_Activity_
Could you restate the entries below word for word?

Stored items
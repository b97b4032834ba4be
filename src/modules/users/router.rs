use axum::{Router, extract::DefaultBodyLimit, routing::get};

use crate::state::AppState;

use super::controller::{MAX_IMAGE_BYTES, get_image, get_profile, set_image};

pub fn init_users_router() -> Router<AppState> {
    Router::new().route("/me", get(get_profile)).route(
        "/me/image",
        get(get_image)
            .put(set_image)
            .layer(DefaultBodyLimit::max(MAX_IMAGE_BYTES)),
    )
}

_Solution to this task_
repository b97b4032834ba4be
filename src/modules/users/router.rs
use axum::{Router, extract::DefaultBodyLimit, routing::get};

use crate::state::AppState;

use super::controller::{MAX_IMAGE_BYTES, get_image, get_profile, set_image};

pub fn init_users_router() -> Router<AppState> {
    Router::new().route("/me", get(get_profile)).route(
        "/me/image",
        get(get_image)
            .put(set_image)
            .layer(DefaultBodyLimit::max(MAX_IMAGE_BYTES)),
    )
}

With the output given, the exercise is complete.